Exercise details:
Everything before the line containing "state.selection.style = options.selection.clone();" stays out; print that line and all lines below it through the last, exactly.

□ □ □

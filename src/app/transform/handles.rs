//! Handles der Transform-Interaktion: Erzeugung, Hit-Test und Cursor-Hinweise.

use glam::DVec2;

use crate::core::{Extent, Geometry};
use crate::shared::options::TransformOptions;

/// Achsenbeschränkung eines Kanten-Handles.
#[derive(Debug, Clone, Copy, PartialEq, Eq)]
pub enum AxisConstraint {
    /// Nur X skaliert, Y-Faktor bleibt 1 (linke/rechte Kante)
    Horizontal,
    /// Nur Y skaliert, X-Faktor bleibt 1 (obere/untere Kante)
    Vertical,
}

impl AxisConstraint {
    /// Beschränkung aus dem Kantenindex: gerade = linke/rechte Kante.
    pub fn from_edge_index(index: usize) -> Self {
        if index % 2 == 0 {
            AxisConstraint::Horizontal
        } else {
            AxisConstraint::Vertical
        }
    }
}

/// Art eines Handles
#[derive(Debug, Clone, Copy, PartialEq, Eq)]
pub enum HandleKind {
    /// Eck-Handle, `corner` indiziert `Extent::corners()`
    Scale { corner: usize },
    /// Kanten-Handle zwischen `corners()[edge]` und `corners()[edge + 1]`
    Stretch {
        edge: usize,
        constraint: AxisConstraint,
    },
    Rotate,
    Translate,
}

/// Ein greifbarer Punkt in Kartenkoordinaten.
#[derive(Debug, Clone, Copy, PartialEq)]
pub struct Handle {
    pub kind: HandleKind,
    pub position: DVec2,
}

/// Cursor-Hinweis für den Host beim Hover
#[derive(Debug, Clone, Copy, PartialEq, Eq, Default)]
pub enum CursorHint {
    #[default]
    Default,
    /// Über einem Feature ohne Handle
    Pointer,
    Move,
    NeResize,
    NwResize,
    EResize,
    NResize,
}

impl HandleKind {
    /// Cursor-Hinweis für dieses Handle.
    pub fn cursor(&self) -> CursorHint {
        match self {
            HandleKind::Scale { corner } if corner % 2 == 0 => CursorHint::NeResize,
            HandleKind::Scale { .. } => CursorHint::NwResize,
            HandleKind::Stretch {
                constraint: AxisConstraint::Horizontal,
                ..
            } => CursorHint::EResize,
            HandleKind::Stretch {
                constraint: AxisConstraint::Vertical,
                ..
            } => CursorHint::NResize,
            HandleKind::Rotate | HandleKind::Translate => CursorHint::Move,
        }
    }
}

/// Box, an der die Handles hängen.
///
/// Punkte haben keine Ausdehnung und bekommen eine Box von `±point_margin`
/// Karteneinheiten.
pub fn handle_box(geometry: &Geometry, point_margin: f64) -> Extent {
    let extent = geometry.extent();
    if geometry.is_point() {
        Extent::around(extent.min, point_margin)
    } else {
        extent
    }
}

/// Erzeugt die Handles für die Geometrie gemäß den Optionen.
pub fn generate_handles(
    geometry: &Geometry,
    options: &TransformOptions,
    point_margin: f64,
) -> Vec<Handle> {
    let bbox = handle_box(geometry, point_margin);
    if bbox.is_empty() {
        return Vec::new();
    }
    let corners = bbox.corners();
    let mut handles = Vec::with_capacity(10);

    if !geometry.is_point() {
        if options.stretch && options.scale {
            for edge in 0..4 {
                handles.push(Handle {
                    kind: HandleKind::Stretch {
                        edge,
                        constraint: AxisConstraint::from_edge_index(edge),
                    },
                    position: edge_midpoint(&corners, edge),
                });
            }
        }
        if options.scale {
            for (corner, position) in corners.iter().enumerate() {
                handles.push(Handle {
                    kind: HandleKind::Scale { corner },
                    position: *position,
                });
            }
        }
        if options.translate && !options.translate_feature {
            handles.push(Handle {
                kind: HandleKind::Translate,
                position: bbox.center(),
            });
        }
    }
    if options.rotate {
        handles.push(Handle {
            kind: HandleKind::Rotate,
            position: corners[3],
        });
    }
    handles
}

/// Mittelpunkt der Kante `edge` (zwischen Ecke `edge` und `edge + 1`).
pub fn edge_midpoint(corners: &[DVec2; 4], edge: usize) -> DVec2 {
    (corners[edge % 4] + corners[(edge + 1) % 4]) * 0.5
}

/// Oberstes Handle innerhalb der Toleranz (zuletzt erzeugtes gewinnt).
pub fn handle_at(handles: &[Handle], coordinate: DVec2, tolerance: f64) -> Option<&Handle> {
    handles
        .iter()
        .rev()
        .filter(|h| h.position.distance(coordinate) <= tolerance)
        .min_by(|a, b| {
            a.position
                .distance(coordinate)
                .total_cmp(&b.position.distance(coordinate))
        })
}
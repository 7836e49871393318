//! Handler für Laufzeit-Optionen.

use crate::app::AppState;
use crate::shared::EditorOptions;

/// Verteilt die Optionen auf die Komponenten.
fn distribute(state: &mut AppState) {
    let options = &state.options;
    state.selection.style = options.selection.clone();
    state.selection.pick_tolerance_px = options.pick_tolerance_px;
    state
        .session
        .set_options(options.editing.clone(), options.pick_tolerance_px);
    state.session.transform.set_options(options.transform.clone());
}

/// Wendet neue Optionen an und persistiert sie.
pub fn apply_options(state: &mut AppState, options: EditorOptions) -> anyhow::Result<()> {
    state.options = options;
    distribute(state);
    let path = EditorOptions::config_path();
    state.options.save_to_file(&path)
}

/// Setzt Optionen auf Standardwerte zurück und persistiert sie.
pub fn reset_options(state: &mut AppState) -> anyhow::Result<()> {
    state.options = EditorOptions::default();
    distribute(state);
    let path = EditorOptions::config_path();
    state.options.save_to_file(&path)
}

□ □ □

Exercise result:
    state.selection.style = options.selection.clone();
    state.selection.pick_tolerance_px = options.pick_tolerance_px;
    state
        .session
        .set_options(options.editing.clone(), options.pick_tolerance_px);
    state.session.transform.set_options(options.transform.clone());
}

/// Wendet neue Optionen an und persistiert sie.
pub fn apply_options(state: &mut AppState, options: EditorOptions) -> anyhow::Result<()> {
    state.options = options;
    distribute(state);
    let path = EditorOptions::config_path();
    state.options.save_to_file(&path)
}

/// Setzt Optionen auf Standardwerte zurück und persistiert sie.
pub fn reset_options(state: &mut AppState) -> anyhow::Result<()> {
    state.options = EditorOptions::default();
    distribute(state);
    let path = EditorOptions::config_path();
    state.options.save_to_file(&path)
}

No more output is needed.